▸ **Study material**
- - -
#![forbid(unsafe_code)]

//! Pointer gesture interpretation.
//!
//! [`GestureStateMachine`] turns [`PointerEvent`]s into drag deltas and a
//! release decision. All outputs are in scroll space: positive values move
//! toward higher page indices, which is the opposite of pointer motion.
//!
//! # State Machine
//!
//! ```text
//!            down                 |dx| > slop, |dx| > |dy|
//!   Idle ───────────▶ Armed ─────────────────────────────▶ Dragging
//!    ▲                  │ up (tap)                            │
//!    │                  │ |dy| > slop or ancestor claims      │ up / cancel
//!    └──────────────────┴─────────────────────────────────────┘ (release)
//! ```
//!
//! A move without a preceding down arms implicitly. Once a gesture is
//! rejected (orthogonal motion or an ancestor claim) the rest of it is
//! ignored until the next down.

use std::time::Duration;

use pagewise_core::{PointerEvent, PointerEventKind, PointerId, PointerSample, VelocityTracker};

use crate::config::PagerConfig;
use crate::listener::Edge;

/// Touch-tracking state.
#[derive(Debug, Clone, Copy, PartialEq, Eq, Hash, Default)]
pub enum TouchState {
    /// No pointer is tracked.
    #[default]
    Idle,
    /// A pointer is down but has not moved past the slop.
    Armed,
    /// The tracked pointer drives the scroll position.
    Dragging,
}

/// Hook into the containers around the pager.
pub trait ParentCoordinator {
    /// Whether an ancestor takes this gesture, given the displacement since
    /// the pointer went down. Consulted while armed.
    fn ancestor_claims(&mut self, dx: f32, dy: f32) -> bool {
        let _ = (dx, dy);
        false
    }

    /// The pager started dragging; ancestors must stop intercepting.
    fn request_exclusive(&mut self) {}
}

/// Coordinator for a pager without scrolling ancestors.
#[derive(Debug, Clone, Copy, Default)]
pub struct NoParent;

impl ParentCoordinator for NoParent {}

/// What one pointer event means for the scroll position.
#[derive(Debug, Clone, Copy, PartialEq)]
pub enum GestureOutcome {
    /// Nothing to do.
    None,
    /// A drag began; apply `delta` pixels.
    DragStarted {
        /// Scroll delta already travelled past the slop.
        delta: f32,
    },
    /// Apply `delta` pixels.
    Drag {
        /// Scroll delta since the previous event.
        delta: f32,
    },
    /// The drag ended.
    Released {
        /// Release velocity in pixels per second.
        velocity: f32,
        /// Total scroll distance of the gesture in pixels.
        distance: f32,
    },
    /// The pointer went up without dragging.
    Tap,
    /// The gesture was given up: orthogonal motion, an ancestor claim, or a
    /// cancel before dragging.
    Aborted,
}

/// Interprets pointer events for a horizontal pager.
#[derive(Debug, Clone)]
pub struct GestureStateMachine {
    state: TouchState,
    active: PointerId,
    initial_x: f32,
    initial_y: f32,
    last_x: f32,
    rejected: bool,
    tracker: VelocityTracker,
    touch_slop: f32,
    max_velocity: f32,
}

impl Default for GestureStateMachine {
    fn default() -> Self {
        Self::new(&PagerConfig::default())
    }
}

impl GestureStateMachine {
    /// Create a state machine using the slop, velocity cap, and velocity
    /// horizon of `config`.
    #[must_use]
    pub fn new(config: &PagerConfig) -> Self {
        Self {
            state: TouchState::Idle,
            active: PointerId::PRIMARY,
            initial_x: 0.0,
            initial_y: 0.0,
            last_x: 0.0,
            rejected: false,
            tracker: VelocityTracker::new(config.velocity_horizon),
            touch_slop: config.touch_slop.max(0.0),
            max_velocity: config.max_fling_velocity.abs(),
        }
    }

    /// Current touch state.
    #[must_use]
    pub fn state(&self) -> TouchState {
        self.state
    }

    /// Whether the tracked pointer drives the scroll position.
    #[must_use]
    pub fn is_dragging(&self) -> bool {
        self.state == TouchState::Dragging
    }

    /// Pointer being tracked, if any.
    #[must_use]
    pub fn active_pointer(&self) -> Option<PointerId> {
        (self.state != TouchState::Idle).then_some(self.active)
    }

    /// Forget the current gesture.
    pub fn reset(&mut self) {
        self.state = TouchState::Idle;
        self.rejected = false;
        self.tracker.clear();
    }

    /// Start dragging immediately from a down event, skipping the slop.
    ///
    /// Used when the user touches a page that is still settling.
    pub fn catch(&mut self, event: &PointerEvent) -> GestureOutcome {
        let Some(sample) = Self::changed_or_first(event) else {
            return GestureOutcome::None;
        };
        self.arm(sample, event.timestamp);
        self.state = TouchState::Dragging;
        tracing::trace!(pointer = sample.id.0, "caught settling page");
        GestureOutcome::DragStarted { delta: 0.0 }
    }

    /// Interpret one pointer event.
    pub fn handle(
        &mut self,
        event: &PointerEvent,
        parent: &mut dyn ParentCoordinator,
    ) -> GestureOutcome {
        match event.kind {
            PointerEventKind::Down => {
                let Some(sample) = Self::changed_or_first(event) else {
                    return GestureOutcome::None;
                };
                if self.state == TouchState::Dragging {
                    // The up for the previous gesture never arrived.
                    tracing::debug!(pointer = sample.id.0, "down while dragging; continuing drag");
                    self.reanchor(sample, event.timestamp);
                } else {
                    self.arm(sample, event.timestamp);
                }
                GestureOutcome::None
            }
            PointerEventKind::SecondaryDown => self.on_secondary_down(event),
            PointerEventKind::Move => self.on_move(event, parent),
            PointerEventKind::SecondaryUp => self.on_secondary_up(event),
            PointerEventKind::Up => self.on_up(event),
            PointerEventKind::Cancel => self.on_cancel(),
        }
    }

    fn changed_or_first(event: &PointerEvent) -> Option<PointerSample> {
        event.changed().or_else(|| event.pointers.first().copied())
    }

    fn arm(&mut self, sample: PointerSample, at: Duration) {
        self.state = TouchState::Armed;
        self.rejected = false;
        self.active = sample.id;
        self.initial_x = sample.x;
        self.initial_y = sample.y;
        self.last_x = sample.x;
        self.tracker.clear();
        self.tracker.add(at, sample.x);
        tracing::trace!(pointer = sample.id.0, x = sample.x, "armed");
    }

    /// Track `sample` instead of the current pointer without moving the
    /// scroll position.
    fn reanchor(&mut self, sample: PointerSample, at: Duration) {
        self.initial_x += sample.x - self.last_x;
        self.last_x = sample.x;
        self.active = sample.id;
        self.tracker.clear();
        self.tracker.add(at, sample.x);
        tracing::trace!(pointer = sample.id.0, "re-anchored");
    }

    fn reject(&mut self) -> GestureOutcome {
        self.state = TouchState::Idle;
        self.rejected = true;
        self.tracker.clear();
        tracing::trace!("gesture rejected");
        GestureOutcome::Aborted
    }

    fn release(&mut self, x: f32) -> GestureOutcome {
        let pointer_velocity = self.tracker.velocity(self.max_velocity);
        let distance = self.initial_x - x;
        self.reset();
        tracing::trace!(velocity = -pointer_velocity, distance, "released");
        GestureOutcome::Released {
            velocity: -pointer_velocity,
            distance,
        }
    }

    fn on_secondary_down(&mut self, event: &PointerEvent) -> GestureOutcome {
        match self.state {
            TouchState::Idle if !self.rejected => {
                if let Some(sample) = Self::changed_or_first(event) {
                    self.arm(sample, event.timestamp);
                }
            }
            TouchState::Dragging => {
                if let Some(sample) = event.changed() {
                    self.reanchor(sample, event.timestamp);
                }
            }
            TouchState::Idle | TouchState::Armed => {}
        }
        GestureOutcome::None
    }

    fn on_move(&mut self, event: &PointerEvent, parent: &mut dyn ParentCoordinator) -> GestureOutcome {
        if self.state == TouchState::Idle {
            if !self.rejected
                && let Some(sample) = Self::changed_or_first(event)
            {
                self.arm(sample, event.timestamp);
            }
            return GestureOutcome::None;
        }

        let Some(sample) = event.sample(self.active) else {
            return self.on_lost_pointer(event);
        };
        self.tracker.add(event.timestamp, sample.x);

        match self.state {
            TouchState::Armed => {
                let dx = sample.x - self.initial_x;
                let dy = sample.y - self.initial_y;
                if parent.ancestor_claims(dx, dy) {
                    return self.reject();
                }
                if dx.abs() > self.touch_slop && dx.abs() > dy.abs() {
                    self.state = TouchState::Dragging;
                    parent.request_exclusive();
                    let compensated = self.initial_x + self.touch_slop.copysign(dx);
                    self.last_x = sample.x;
                    tracing::trace!(pointer = sample.id.0, dx, "drag started");
                    return GestureOutcome::DragStarted {
                        delta: compensated - sample.x,
                    };
                }
                if dy.abs() > self.touch_slop {
                    return self.reject();
                }
                GestureOutcome::None
            }
            TouchState::Dragging => {
                let delta = self.last_x - sample.x;
                self.last_x = sample.x;
                GestureOutcome::Drag { delta }
            }
            TouchState::Idle => GestureOutcome::None,
        }
    }

    fn on_lost_pointer(&mut self, event: &PointerEvent) -> GestureOutcome {
        if let Some(&other) = event.pointers.first() {
            tracing::debug!(lost = self.active.0, now = other.id.0, "tracked pointer vanished");
            self.reanchor(other, event.timestamp);
            return GestureOutcome::None;
        }
        tracing::debug!(lost = self.active.0, "tracked pointer vanished; releasing");
        match self.state {
            TouchState::Dragging => self.release(self.last_x),
            _ => {
                self.reset();
                GestureOutcome::Aborted
            }
        }
    }

    fn on_secondary_up(&mut self, event: &PointerEvent) -> GestureOutcome {
        if self.state == TouchState::Idle || event.pointer != self.active {
            return GestureOutcome::None;
        }
        match event.pointers.iter().find(|p| p.id != event.pointer) {
            Some(&other) => {
                self.reanchor(other, event.timestamp);
                GestureOutcome::None
            }
            None => self.on_up(event),
        }
    }

    fn on_up(&mut self, event: &PointerEvent) -> GestureOutcome {
        match self.state {
            TouchState::Dragging => {
                let x = event.sample(self.active).map_or(self.last_x, |s| s.x);
                self.tracker.add(event.timestamp, x);
                self.release(x)
            }
            TouchState::Armed => {
                self.reset();
                GestureOutcome::Tap
            }
            TouchState::Idle => {
                self.rejected = false;
                GestureOutcome::None
            }
        }
    }

    fn on_cancel(&mut self) -> GestureOutcome {
        match self.state {
            TouchState::Dragging => self.release(self.last_x),
            TouchState::Armed => {
                self.reset();
                GestureOutcome::Aborted
            }
            TouchState::Idle => {
                self.rejected = false;
                GestureOutcome::None
            }
        }
    }
}

// ---------------------------------------------------------------------------
// Edge resistance
// ---------------------------------------------------------------------------

/// Overscroll reported while dragging past an end of the strip.
#[derive(Debug, Clone, Copy, PartialEq)]
pub struct EdgeSignal {
    /// Which end.
    pub edge: Edge,
    /// Displayed overscroll as a fraction of the container width.
    pub pull: f32,
}

/// Damps drags past the scroll bounds instead of clamping them.
///
/// Overscroll approaches `max_fraction * width` asymptotically, so dragging
/// further keeps moving the page by ever smaller amounts and dragging back
/// retraces the same curve.
#[derive(Debug, Clone, Copy, PartialEq)]
pub struct EdgeResistance {
    max_fraction: f32,
}

impl Default for EdgeResistance {
    fn default() -> Self {
        Self::new(0.3)
    }
}

impl EdgeResistance {
    /// Resistance whose overscroll approaches `max_fraction` of the width.
    #[must_use]
    pub fn new(max_fraction: f32) -> Self {
        Self {
            max_fraction: if max_fraction.is_finite() {
                max_fraction.max(0.0)
            } else {
                0.0
            },
        }
    }

    /// Apply a drag of `delta` pixels at `current`, bounded by `[min, max]`.
    ///
    /// Returns the new offset and, when it lies past a bound, the edge
    /// signal.
    #[must_use]
    pub fn apply(
        &self,
        current: f32,
        delta: f32,
        min: f32,
        max: f32,
        width: f32,
    ) -> (f32, Option<EdgeSignal>) {
        let limit = self.max_fraction * width;
        if !(limit > 0.0 && limit.is_finite()) {
            return ((current + delta).max(min).min(max), None);
        }

        // Undo the damping so that the drag accumulates in raw space.
        let raw = if current > max {
            max + undamp(current - max, limit)
        } else if current < min {
            min - undamp(min - current, limit)
        } else {
            current
        } + delta;

        if raw > max {
            let shown = max + damp(raw - max, limit);
            let signal = EdgeSignal {
                edge: Edge::Trailing,
                pull: (shown - max) / width,
            };
            (shown, Some(signal))
        } else if raw < min {
            let shown = min - damp(min - raw, limit);
            let signal = EdgeSignal {
                edge: Edge::Leading,
                pull: (min - shown) / width,
            };
            (shown, Some(signal))
        } else {
            (raw, None)
        }
    }
}

fn damp(excess: f32, limit: f32) -> f32 {
    limit * (1.0 - (-excess / limit).exp())
}

fn undamp(shown: f32, limit: f32) -> f32 {
    let ratio = (shown / limit).min(0.999_999);
    -limit * (1.0 - ratio).ln()
}

// ---------------------------------------------------------------------------
// Tests
// ---------------------------------------------------------------------------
- - -
▸ **Task to carry out**
The answer needed is a single number: how many lines in the records above hold the string "excess". Please write nothing else.

▸ **Written answer**
2